Why? This helps your interviewer size and scale your past projects.

Examples:

  • I worked full-time on this project for 20 months.
  • I joined the time for the design and build phase and worked part-time on the team for 6 months.

Challenges of including projects on your resume

A project-based resume is going to have less space for you to talk about what you did in each individual role in the ‘traditional’ sense. You will still list each job title, company, and the dates you worked there along with your key responsibilities while in the post, but you don’t have to include as much as some of the important information will be covered in the project section.

You don’t want your resume to feel disjointed. If you think it does, another way to format the document is to list key projects under each job title.

It can be hard to include data points. I would say that if you don’t have the data now, start collecting it for the projects you are currently working on so you can include it in the future. If you can’t share benefits, project budgets and so on, try to include these data points:

  • Number of people in the team
  • Length of time you were on the project
  • Number of hours of training delivered (or another delivery-related outcome – remember, this is to help recruiters see what scale of project you can lead)
  • Number of customers or users affected
  • Something specifically related to your role on the project e.g. number of contracts updated (legal project), adverts/social media posts/engagements (marketing project), products sold, etc.

Benefits of including projects on your resume

A project section is an excellent way to show off your skills. If you have had a less-than-traditional career, perhaps with several jobs at the same time, or as an independent contractor, freelancer, or managing side projects alongside your day job, listing projects helps provide a structure to your job history.

A project-based resume is a good way to show what you’ve done in different sectors in a relatable way if you are a career changer going for your dream job. It’s pretty easy to draw parallels between project management in one industry to another, and many of the soft skills will be relevant. Projects can show you are the best candidate, even if you don’t have any direct experience in that particular field.

Including projects makes your resume more interesting. So much work is project-led these days that it’s important to show you understand how work is delivered and what it takes to implement changes or improvements.

Project descriptions on your CV give the interviewer something to talk to you about. When I was interviewing candidates, it was always useful to have a hook for questions. For example, I could ask about how they demonstrated a skill on a particular project, or how their past experience was relevant to this role.

How to show off your project management skills

Up until this point, we’ve been using projects to show off your ‘general’ skills – as a way to highlight to future employers that you have a range of skills best evidenced through your project work.

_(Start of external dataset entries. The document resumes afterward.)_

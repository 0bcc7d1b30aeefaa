use std::{
    fs,
    io::Write,
    path::{Path, PathBuf},
};

use bevy::{log::info, platform::collections::HashMap};
use serde::{Deserialize, Serialize};
use sha2::{Digest, Sha256};
use tempfile::NamedTempFile;

use crate::{
    catalog::{Catalog, Category},
    config::FacadeConfig,
    error::{FacadeError, Result},
    facade::Facade,
    render::render_barrel,
    source::{SourceIndex, TypeIdentity},
};

/// Bumped whenever the manifest layout changes.
pub const MANIFEST_FORMAT: u32 = 1;

/// SHA-256 over the canonical export table of `facade`.
///
/// Two facades share a fingerprint exactly when they export the same aliases,
/// in the same blocks, for the same types.
pub fn fingerprint(facade: &Facade) -> String {
    let mut hasher = Sha256::new();
    for export in facade.exports() {
        hasher.update(export.category.as_str().as_bytes());
        hasher.update(b"\t");
        hasher.update(export.identity.module.as_bytes());
        hasher.update(b"\t");
        hasher.update(export.identity.name.as_bytes());
        hasher.update(b"\t");
        hasher.update(export.alias.as_bytes());
        hasher.update(b"\n");
    }
    hex::encode(hasher.finalize())
}

#[derive(Clone, Debug, PartialEq, Eq, Serialize, Deserialize)]
pub struct ManifestExport {
    pub alias: String,
    pub category: Category,
    pub module: String,
    pub name: String,
}

/// Machine-readable twin of the barrel, read back at script-load time.
#[derive(Clone, Debug, PartialEq, Eq, Serialize, Deserialize)]
pub struct FacadeManifest {
    pub format: u32,
    #[serde(default, skip_serializing_if = "Option::is_none")]
    pub catalog_version: Option<String>,
    pub fingerprint: String,
    pub exports: Vec<ManifestExport>,
}

impl FacadeManifest {
    pub fn from_facade(facade: &Facade, catalog_version: Option<String>) -> Self {
        Self {
            format: MANIFEST_FORMAT,
            catalog_version,
            fingerprint: fingerprint(facade),
            exports: facade
                .exports()
                .map(|export| ManifestExport {
                    alias: export.alias.clone(),
                    category: export.category,
                    module: export.identity.module.clone(),
                    name: export.identity.name.clone(),
                })
                .collect(),
        }
    }

    pub fn to_json(&self) -> Result<String> {
        let mut json = serde_json::to_string_pretty(self)?;
        json.push('\n');
        Ok(json)
    }

    pub fn from_json_str(json: &str) -> Result<Self> {
        Ok(serde_json::from_str(json)?)
    }
}

/// A rendered facade, ready to be written next to the engine's scripts.
#[derive(Clone, Debug, PartialEq, Eq)]
pub struct Artifact {
    pub barrel: String,
    pub manifest: FacadeManifest,
    barrel_path: PathBuf,
    manifest_path: PathBuf,
}

impl Artifact {
    pub fn build(facade: &Facade, config: &FacadeConfig, catalog_version: Option<String>) -> Self {
        Self {
            barrel: render_barrel(facade, config),
            manifest: FacadeManifest::from_facade(facade, catalog_version),
            barrel_path: config.barrel_path(),
            manifest_path: config.manifest_path(),
        }
    }

    pub fn fingerprint(&self) -> &str {
        &self.manifest.fingerprint
    }

    pub fn barrel_path(&self) -> &Path {
        &self.barrel_path
    }

    pub fn manifest_path(&self) -> &Path {
        &self.manifest_path
    }

    /// Writes the barrel and the manifest to the paths chosen by the config
    /// the artifact was built with.
    ///
    /// Both files are staged next to their destination before either is
    /// moved into place, so a failure while rendering or staging leaves the
    /// previous artifact untouched. The barrel is moved first and the
    /// manifest last: if the second move fails, the old manifest no longer
    /// matches the engine and [`ResolvedFacade::load`] reports it as stale.
    pub fn write(&self) -> Result<()> {
        let manifest_json = self.manifest.to_json()?;

        let barrel = stage(&self.barrel_path, self.barrel.as_bytes())?;
        let manifest = stage(&self.manifest_path, manifest_json.as_bytes())?;

        barrel
            .persist(&self.barrel_path)
            .map_err(|e| FacadeError::io(&self.barrel_path, e.error))?;
        manifest
            .persist(&self.manifest_path)
            .map_err(|e| FacadeError::io(&self.manifest_path, e.error))?;

        info!(
            "Wrote facade {} ({} exports) to {}",
            self.manifest.fingerprint,
            self.manifest.exports.len(),
            self.barrel_path.display()
        );
        Ok(())
    }
}

/// Generates the facade for `catalog` and renders it. Nothing is written.
pub fn generate_artifact(
    catalog: &Catalog,
    sources: &impl SourceIndex,
    config: &FacadeConfig,
) -> Result<Artifact> {
    let facade = Facade::generate_with(catalog, sources, config)?;
    Ok(Artifact::build(&facade, config, catalog.version.clone()))
}

fn stage(destination: &Path, contents: &[u8]) -> Result<NamedTempFile> {
    let dir = match destination.parent() {
        Some(parent) if !parent.as_os_str().is_empty() => parent,
        _ => Path::new("."),
    };
    fs::create_dir_all(dir).map_err(|e| FacadeError::io(dir, e))?;

    let mut file = NamedTempFile::new_in(dir).map_err(|e| FacadeError::io(dir, e))?;
    file.write_all(contents)
        .and_then(|()| file.flush())
        .map_err(|e| FacadeError::io(destination, e))?;
    Ok(file)
}

/// The alias table a script loader works from.
#[derive(Clone, Debug, Default)]
pub struct ResolvedFacade {
    fingerprint: String,
    catalog_version: Option<String>,
    aliases: HashMap<String, TypeIdentity>,
}

impl ResolvedFacade {
    pub fn from_manifest(manifest: &FacadeManifest) -> Self {
        Self {
            fingerprint: manifest.fingerprint.clone(),
            catalog_version: manifest.catalog_version.clone(),
            aliases: manifest
                .exports
                .iter()
                .map(|export| {
                    (
                        export.alias.clone(),
                        TypeIdentity::new(&export.module, &export.name),
                    )
                })
                .collect(),
        }
    }

    /// Loads a manifest and checks it was generated from the catalog the
    /// engine is running with.
    pub fn load(path: impl AsRef<Path>, engine_fingerprint: &str) -> Result<Self> {
        let path = path.as_ref();
        let content = fs::read_to_string(path).map_err(|e| FacadeError::io(path, e))?;
        let manifest = FacadeManifest::from_json_str(&content)?;

        let resolved = Self::from_manifest(&manifest);
        resolved.ensure_current(engine_fingerprint)?;
        Ok(resolved)
    }

    pub fn ensure_current(&self, engine_fingerprint: &str) -> Result<()> {
        if self.fingerprint != engine_fingerprint {
            return Err(FacadeError::StaleArtifact {
                artifact: self.fingerprint.clone(),
                engine: engine_fingerprint.to_string(),
            });
        }
        Ok(())
    }

    pub fn fingerprint(&self) -> &str {
        &self.fingerprint
    }

    pub fn catalog_version(&self) -> Option<&str> {
        self.catalog_version.as_deref()
    }

    pub fn resolve(&self, alias: &str) -> Option<&TypeIdentity> {
        self.aliases.get(alias)
    }

    pub fn require(&self, alias: &str) -> Result<&TypeIdentity> {
        self.resolve(alias)
            .ok_or_else(|| FacadeError::UnknownAlias(alias.to_string()))
    }

    pub fn len(&self) -> usize {
        self.aliases.len()
    }

    pub fn is_empty(&self) -> bool {
        self.aliases.is_empty()
    }
}
//! Property tests for facade generation.

use proptest::prelude::*;
use proptest::sample::Index;
use script_facade::prelude::*;

/// Catalog entries with unique aliases spread over a handful of modules.
fn unique_entries() -> impl Strategy<Value = Vec<CatalogEntry>> {
    prop::collection::btree_map("[A-Z][A-Za-z0-9]{0,10}", (0..4usize, 0..5usize), 1..40).prop_map(
        |aliases| {
            aliases
                .into_iter()
                .map(|(alias, (module, category))| {
                    CatalogEntry::new(format!("wd/Module{module}"), format!("{alias}Impl"), alias)
                        .in_category(Category::ALL[category])
                })
                .collect()
        },
    )
}

fn render(catalog: &Catalog) -> (String, String) {
    let artifact = generate_artifact(catalog, &catalog.sources(), &FacadeConfig::default()).unwrap();
    let manifest = artifact.manifest.to_json().unwrap();
    (artifact.barrel, manifest)
}

fn export_lines(barrel: &str) -> impl Iterator<Item = &str> {
    barrel.lines().filter(|line| line.starts_with("export import "))
}

proptest! {
    #[test]
    fn unique_aliases_always_resolve(entries in unique_entries()) {
        let catalog: Catalog = entries.iter().cloned().collect();
        let facade = Facade::generate(&catalog, &catalog.sources()).unwrap();

        prop_assert_eq!(facade.len(), entries.len());
        for entry in &entries {
            let export = facade.get(&entry.public_alias).unwrap();
            prop_assert_eq!(&export.identity.module, &entry.module);
            prop_assert_eq!(&export.identity.name, &entry.internal_name);
            prop_assert_eq!(export.category, entry.category);
        }
    }

    #[test]
    fn entry_order_does_not_change_the_artifact(
        (entries, shuffled) in unique_entries()
            .prop_flat_map(|entries| (Just(entries.clone()), Just(entries).prop_shuffle()))
    ) {
        let original: Catalog = entries.into_iter().collect();
        let shuffled: Catalog = shuffled.into_iter().collect();

        prop_assert_eq!(render(&original), render(&shuffled));
        prop_assert_eq!(render(&original), render(&original));
    }

    #[test]
    fn removing_an_entry_removes_only_its_alias(entries in unique_entries(), pick in any::<Index>()) {
        let catalog: Catalog = entries.iter().cloned().collect();
        let removed = pick.get(&entries).public_alias.clone();

        let mut smaller = catalog.clone();
        prop_assert_eq!(smaller.remove_alias(&removed), 1);

        let before = Facade::generate(&catalog, &catalog.sources()).unwrap();
        let after = Facade::generate(&smaller, &smaller.sources()).unwrap();

        prop_assert_eq!(after.len(), before.len() - 1);
        prop_assert!(!after.contains(&removed));
        for export in before.exports().filter(|export| export.alias != removed) {
            prop_assert_eq!(after.get(&export.alias), Some(export));
        }

        let (before_barrel, _) = render(&catalog);
        let (after_barrel, _) = render(&smaller);
        let removed_line = format!("export import {removed} = ");
        let mut expected: Vec<&str> = export_lines(&before_barrel)
            .filter(|line| !line.starts_with(&removed_line))
            .collect();
        let mut actual: Vec<&str> = export_lines(&after_barrel).collect();
        expected.sort();
        actual.sort();
        prop_assert_eq!(actual, expected);
    }

    #[test]
    fn conflicting_alias_is_always_rejected(entries in unique_entries(), pick in any::<Index>()) {
        let victim = pick.get(&entries).clone();
        let mut catalog: Catalog = entries.into_iter().collect();
        catalog.push(CatalogEntry::new(
            victim.module.clone(),
            format!("{}Other", victim.internal_name),
            victim.public_alias.clone(),
        ));

        let result = Facade::generate(&catalog, &catalog.sources());
        let is_duplicate = matches!(
            result,
            Err(FacadeError::DuplicateAlias { ref alias, .. }) if *alias == victim.public_alias
        );
        prop_assert!(is_duplicate);
    }
}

But what about your ability to lead projects themselves? Project management is a core skill for many job roles.

Write about your project management experience as you would any other skill. Break it down into the components and processes of project management. For example, find a way to mention these technical sub-skills of project management:

FAQ

Should I include academic projects on my resume?

You can include academic projects on your resume if they help demonstrate relevant competencies for the job. For example, they may show your leadership skills, and ability to work with people from different organizations or highlight your specialist knowledge in a certain field.

How can recent graduates include projects on their resumes?

Use the work experience section of your resume to highlight your project experience. Include the important details from academic, volunteering, or professional projects. This can give you a way to add more to the chronological format of your resume. Link to an online portfolio if you have one.